IMO the best thing we can do is look at experience from countries that managed
to get the infection under control, like SK. I highly recommend these
interviews with one of their leading experts, what he says makes a lot of
sense:

[https://www.youtube.com/watch?v=QwoNP9QWr4Y](https://www.youtube.com/watch?v=QwoNP9QWr4Y)
[https://www.youtube.com/watch?v=gAk7aX5hksU](https://www.youtube.com/watch?v=gAk7aX5hksU)

When he says face masks are one of the effective measures, I'd probably trust
him ... The question is what exactly should be the rules.

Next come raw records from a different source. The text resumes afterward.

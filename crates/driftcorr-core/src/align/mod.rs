pub mod correlation;
mod pairwise;
pub mod probe;
pub mod subpixel;

pub use correlation::{search, CorrelationMap, CorrelationSearch, DiscreteMatch};
pub use pairwise::{
    combine_projection_shifts, estimate_pair, register_images, register_pair, Registration2D,
};
pub use probe::{KernelProbe, ProbeResult};
pub use subpixel::{check_boundary, refine_peak, RefineParams, Refinement};
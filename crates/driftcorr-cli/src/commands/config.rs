use std::path::PathBuf;

use anyhow::{Context, Result};
use clap::Args;
use driftcorr_core::pipeline::DriftConfig;

#[derive(Args)]
pub struct ConfigArgs {
    /// Write config to a file instead of stdout
    #[arg(short, long)]
    pub output: Option<PathBuf>,
}

/// Print or save the default DriftConfig as TOML.
pub fn run(args: &ConfigArgs) -> Result<()> {
    let toml_str = toml::to_string_pretty(&DriftConfig::default())?;

    if let Some(ref path) = args.output {
        std::fs::write(path, &toml_str)
            .with_context(|| format!("Failed to write config to {}", path.display()))?;
        println!("Default config saved to {}", path.display());
    } else {
        print!("{}", toml_str);
    }

    Ok(())
}
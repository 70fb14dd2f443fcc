/// Sliding median along a 1D signal. `window` is odd; samples beyond either
/// end repeat the end value.
pub fn median_filter_1d(signal: &[f64], window: usize) -> Vec<f64> {
    let n = signal.len();
    if n == 0 || window <= 1 {
        return signal.to_vec();
    }
    let radius = (window / 2) as isize;
    let mut values = vec![0.0f64; 2 * radius as usize + 1];

    (0..n)
        .map(|i| {
            for (k, v) in values.iter_mut().enumerate() {
                let src = (i as isize + k as isize - radius).clamp(0, n as isize - 1);
                *v = signal[src as usize];
            }
            compute_median(&mut values)
        })
        .collect()
}

/// Median via `select_nth_unstable`, averaging the middle pair for even counts.
pub(crate) fn compute_median(values: &mut [f64]) -> f64 {
    let n = values.len();
    if n == 1 {
        values[0]
    } else if n % 2 == 1 {
        let mid = n / 2;
        *values.select_nth_unstable_by(mid, |a, b| a.total_cmp(b)).1
    } else {
        let mid = n / 2;
        values.select_nth_unstable_by(mid, |a, b| a.total_cmp(b));
        values[..mid].select_nth_unstable_by(mid - 1, |a, b| a.total_cmp(b));
        (values[mid - 1] + values[mid]) / 2.0
    }
}
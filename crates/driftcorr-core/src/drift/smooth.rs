//! Temporal smoothing of an absolute offset sequence.
//!
//! Each axis is median filtered to drop single-frame registration failures,
//! then Gaussian blurred with clamped ends. Clamping flattens the first and
//! last few frames, so the blurred signal is blended back towards the raw
//! offsets with a weight that is exactly 1 at both endpoints and decays
//! towards 0 in the interior.

use tracing::debug;

use crate::error::Result;
use crate::filters::gaussian_blur::gaussian_blur_1d;
use crate::filters::median::median_filter_1d;
use crate::frame::{Axis3, Offset3D, ShiftSequence};
use crate::pipeline::config::SmoothingConfig;

/// Smooth `offsets` frame-wise. Endpoints keep their raw values exactly.
pub fn smooth(offsets: &ShiftSequence, config: &SmoothingConfig) -> Result<ShiftSequence> {
    config.validate()?;
    let n = offsets.len();
    if n < 3 {
        return Ok(offsets.clone());
    }

    let weights = boundary_weights(n, config.mask_sigma, config.mask_cut);
    let mut axes: Vec<Vec<f64>> = Vec::with_capacity(3);
    for axis in [Axis3::X, Axis3::Y, Axis3::Z] {
        let raw = offsets.axis(axis);
        let median = median_filter_1d(&raw, config.median_window);
        let blurred = gaussian_blur_1d(&median, config.blur_sigma, config.blur_cut);
        let blended: Vec<f64> = raw
            .iter()
            .zip(&blurred)
            .zip(&weights)
            .map(|((&r, &b), &w)| lerp(w, b, r))
            .collect();
        axes.push(blended);
    }

    let smoothed: Vec<Offset3D> = (0..n)
        .map(|i| Offset3D::new(axes[0][i], axes[1][i], axes[2][i]))
        .collect();
    debug!(frames = n, "Offsets smoothed");
    Ok(ShiftSequence::from_vec(smoothed))
}

/// Per-frame weight of the raw signal: a blurred endpoint indicator,
/// rescaled so its minimum is 0 and its maximum (the endpoints) is 1.
pub fn boundary_weights(n: usize, sigma: f64, cut: f64) -> Vec<f64> {
    let mut mask = vec![0.0f64; n];
    if let Some(first) = mask.first_mut() {
        *first = 1.0;
    }
    if let Some(last) = mask.last_mut() {
        *last = 1.0;
    }

    // The indicator is symmetric, so is its blur; mirror the first half so
    // both ends carry bit-identical weights.
    let half = gaussian_blur_1d(&mask, sigma, cut);
    let blurred: Vec<f64> = (0..n).map(|i| half[i.min(n - 1 - i)]).collect();
    let lo = blurred.iter().copied().fold(f64::INFINITY, f64::min);
    let hi = blurred.iter().copied().fold(f64::NEG_INFINITY, f64::max);
    if hi - lo <= 0.0 {
        return vec![1.0; n];
    }
    blurred.iter().map(|&v| (v - lo) / (hi - lo)).collect()
}

/// `(1 - w) * a + w * b`; exact at `w == 0` and `w == 1`.
fn lerp(w: f64, a: f64, b: f64) -> f64 {
    (1.0 - w) * a + w * b
}
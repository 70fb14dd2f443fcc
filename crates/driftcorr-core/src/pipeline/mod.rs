pub mod config;
mod orchestrator;
mod types;

pub use config::{DriftConfig, RegistrationConfig, SmoothingConfig};
pub use orchestrator::{correct_drift, correct_drift_reported, register_sequence, run_pipeline};
pub use types::{DriftCorrection, NoOpReporter, PairOutcome, PipelineStage, ProgressReporter};
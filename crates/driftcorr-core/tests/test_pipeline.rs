#[allow(dead_code)]
mod common;

use std::sync::atomic::{AtomicUsize, Ordering};
use std::sync::Mutex;

use driftcorr_core::align::{estimate_pair, register_pair};
use driftcorr_core::error::DriftError;
use driftcorr_core::frame::{ImageBuffer, Offset3D, PairwiseShift};
use driftcorr_core::pipeline::{
    correct_drift, register_sequence, run_pipeline, DriftConfig, NoOpReporter, PairOutcome,
    PipelineStage, ProgressReporter, RegistrationConfig,
};
use ndarray::Array2;

fn drift() -> Vec<Offset3D> {
    vec![
        Offset3D::new(0.0, 0.0, 0.0),
        Offset3D::new(1.0, 0.0, -1.0),
        Offset3D::new(2.0, 1.0, -1.0),
        Offset3D::new(2.0, 2.0, 0.0),
        Offset3D::new(3.0, 2.0, 1.0),
    ]
}

#[derive(Default)]
struct RecordingReporter {
    stages: Mutex<Vec<PipelineStage>>,
    advanced: AtomicUsize,
}

impl ProgressReporter for RecordingReporter {
    fn begin_stage(&self, stage: PipelineStage, _total_items: Option<usize>) {
        self.stages.lock().unwrap().push(stage);
    }

    fn advance(&self, _items_done: usize) {
        self.advanced.fetch_add(1, Ordering::Relaxed);
    }
}

// ---------------------------------------------------------------------------
// Single pair
// ---------------------------------------------------------------------------

#[test]
fn test_single_frame_yields_sentinel() {
    let frames = common::drifting_sequence(32, &[Offset3D::ZERO], 1);
    let shift = register_pair(&frames, 0, &RegistrationConfig::default()).unwrap();
    assert_eq!(shift, PairwiseShift::sentinel());
    assert_eq!(shift.to_record(), [0.0; 4]);
}

#[test]
fn test_frame_zero_yields_sentinel() {
    let frames = common::drifting_sequence(32, &drift()[..2], 1);
    let shift = register_pair(&frames, 0, &RegistrationConfig::default()).unwrap();
    assert_eq!(shift, PairwiseShift::sentinel());
}

#[test]
fn test_frame_out_of_range_is_rejected() {
    let frames = common::drifting_sequence(32, &drift()[..2], 1);
    let result = register_pair(&frames, 2, &RegistrationConfig::default());
    assert!(matches!(result, Err(DriftError::InvalidInput(_))));
}

#[test]
fn test_pair_shift_combines_projections() {
    let frames = common::drifting_sequence(48, &drift()[..3], 2);
    let shift = estimate_pair(&frames[1], &frames[2], 2, &RegistrationConfig::nearest()).unwrap();
    assert_eq!(shift, Offset3D::new(1.0, 1.0, 0.0));
}

#[test]
fn test_pair_failure_names_frame_and_projection() {
    let mut frames = common::drifting_sequence(32, &drift()[..2], 3);
    frames[1].xz = ImageBuffer::from(Array2::<f32>::zeros((32, 32)));
    let err = register_pair(&frames, 1, &RegistrationConfig::nearest()).unwrap_err();
    assert!(err.is_per_pair());
    let message = err.to_string();
    assert!(message.contains("Frame 1"), "{}", message);
    assert!(message.contains("XZ"), "{}", message);
}

// ---------------------------------------------------------------------------
// Whole sequence
// ---------------------------------------------------------------------------

#[test]
fn test_nearest_sequence_recovers_drift_exactly() {
    let truth = drift();
    let frames = common::drifting_sequence(48, &truth, 4);
    let reporter = RecordingReporter::default();
    let outcomes = register_sequence(&frames, &RegistrationConfig::nearest(), &reporter).unwrap();

    assert_eq!(outcomes.len(), truth.len());
    assert_eq!(reporter.advanced.load(Ordering::Relaxed), truth.len());
    assert_eq!(
        outcomes[0].shift().copied(),
        Some(PairwiseShift::sentinel())
    );
    for (i, outcome) in outcomes.iter().enumerate() {
        assert_eq!(outcome.frame, i);
    }

    let correction = correct_drift(&outcomes, frames.len(), &Default::default()).unwrap();
    assert!(correction.missing.is_empty());
    assert!(correction.failures.is_empty());
    assert_eq!(correction.raw.as_slice(), truth.as_slice());
    assert_eq!(correction.smoothed[0], truth[0]);
    assert_eq!(correction.smoothed[4], truth[4]);
}

#[test]
fn test_refined_sequence_tracks_drift() {
    let truth = drift();
    let frames = common::drifting_sequence(48, &truth, 5);
    let correction = run_pipeline(&frames, &DriftConfig::default(), &NoOpReporter).unwrap();
    for (got, want) in correction.raw.iter().zip(&truth) {
        for (g, w) in got.components().iter().zip(want.components()) {
            assert!((g - w).abs() < 0.5, "got {:?}, want {:?}", got, want);
        }
    }
}

#[test]
fn test_failed_pairs_are_isolated() {
    let truth = drift();
    let mut frames = common::drifting_sequence(48, &truth, 6);
    frames[2].xy = ImageBuffer::from(Array2::<f32>::zeros((48, 48)));

    let reporter = RecordingReporter::default();
    let outcomes = register_sequence(&frames, &RegistrationConfig::nearest(), &reporter).unwrap();
    let failed: Vec<usize> = outcomes
        .iter()
        .filter(|o| o.error().is_some())
        .map(|o| o.frame)
        .collect();
    assert_eq!(failed, vec![2, 3]);

    let correction = correct_drift(&outcomes, frames.len(), &Default::default()).unwrap();
    assert_eq!(correction.missing, vec![2, 3]);
    assert_eq!(correction.failures.len(), 2);
    // Frame 4 only adds its own shift on top of the frozen frames.
    assert_eq!(correction.raw[1], truth[1]);
    assert_eq!(correction.raw[3], truth[1]);
    assert_eq!(
        correction.raw[4],
        truth[1] + Offset3D::new(1.0, 0.0, 1.0)
    );
}

#[test]
fn test_blank_projection_fails_its_pairs() {
    let truth = drift();
    let mut frames = common::drifting_sequence(48, &truth, 8);
    frames[2].yz = ImageBuffer::from(Array2::<u16>::zeros((48, 48)));

    let outcomes = register_sequence(&frames, &RegistrationConfig::nearest(), &NoOpReporter).unwrap();
    let failed: Vec<usize> = outcomes
        .iter()
        .filter(|o| o.error().is_some())
        .map(|o| o.frame)
        .collect();
    assert_eq!(failed, vec![2, 3]);

    let correction = correct_drift(&outcomes, frames.len(), &Default::default()).unwrap();
    assert_eq!(correction.missing, vec![2, 3]);
}

#[test]
fn test_stored_records_follow_integration_rules() {
    let record = |frame: usize, dx: f64| PairOutcome {
        frame,
        result: Ok(PairwiseShift {
            frame,
            shift: Offset3D::new(dx, 0.0, 0.0),
        }),
    };
    let outcomes = vec![
        PairOutcome {
            frame: 0,
            result: Ok(PairwiseShift::sentinel()),
        },
        record(1, 1.0),
        record(1, 2.0),
        record(3, 1.0),
        record(9, 5.0),
    ];

    let correction = correct_drift(&outcomes, 4, &Default::default()).unwrap();
    assert_eq!(correction.missing, vec![2]);
    assert!(correction.failures.is_empty());
    let xs: Vec<f64> = correction.raw.iter().map(|o| o.dx).collect();
    assert_eq!(xs, vec![0.0, 2.0, 2.0, 3.0]);
}

#[test]
fn test_sequential_path_reports_stages() {
    let frames = common::drifting_sequence(32, &drift()[..3], 7);
    let reporter = RecordingReporter::default();
    let config = DriftConfig {
        registration: RegistrationConfig::nearest(),
        ..Default::default()
    };
    run_pipeline(&frames, &config, &reporter).unwrap();
    assert_eq!(
        *reporter.stages.lock().unwrap(),
        vec![
            PipelineStage::Registration,
            PipelineStage::Integration,
            PipelineStage::Smoothing
        ]
    );
}

#[test]
fn test_empty_sequence_is_an_error() {
    let result = register_sequence(&[], &RegistrationConfig::default(), &NoOpReporter);
    assert!(matches!(result, Err(DriftError::EmptySequence)));
    assert!(matches!(
        correct_drift(&[], 0, &Default::default()),
        Err(DriftError::EmptySequence)
    ));
}

#[test]
fn test_invalid_config_is_fatal() {
    let frames = common::drifting_sequence(32, &drift()[..2], 8);
    let config = RegistrationConfig {
        offset_bound: 0,
        ..RegistrationConfig::default()
    };
    assert!(matches!(
        register_sequence(&frames, &config, &NoOpReporter),
        Err(DriftError::InvalidConfig(_))
    ));
}
pub mod integrate;
pub mod smooth;

pub use integrate::{integrate, integrate_partial, integrate_records, ChainIntegration};
pub use smooth::{boundary_weights, smooth};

Our country is in a lockdown for ~2 months now, and most of the time face
masks were required when leaving the house. We're probably going to relax the
rules a bit soon, only requiring them when closed spaced, etc. Which probably
makes sense, it's pointless to wear a mask when jogging alone in the woods, or
something like that (and people were not following that perfectly anyway).

My personal opinion is that face masks do help, partly because they limit how
far your droplets reach, partly because it limits how frequently you touch
your face. Even a simple home-made mask or scarf will help with that.

I think a lot of the "do not wear masks" recommendations in many countries is
due to concerns that a recommendation to wear a face mask would make the
shortage even worse.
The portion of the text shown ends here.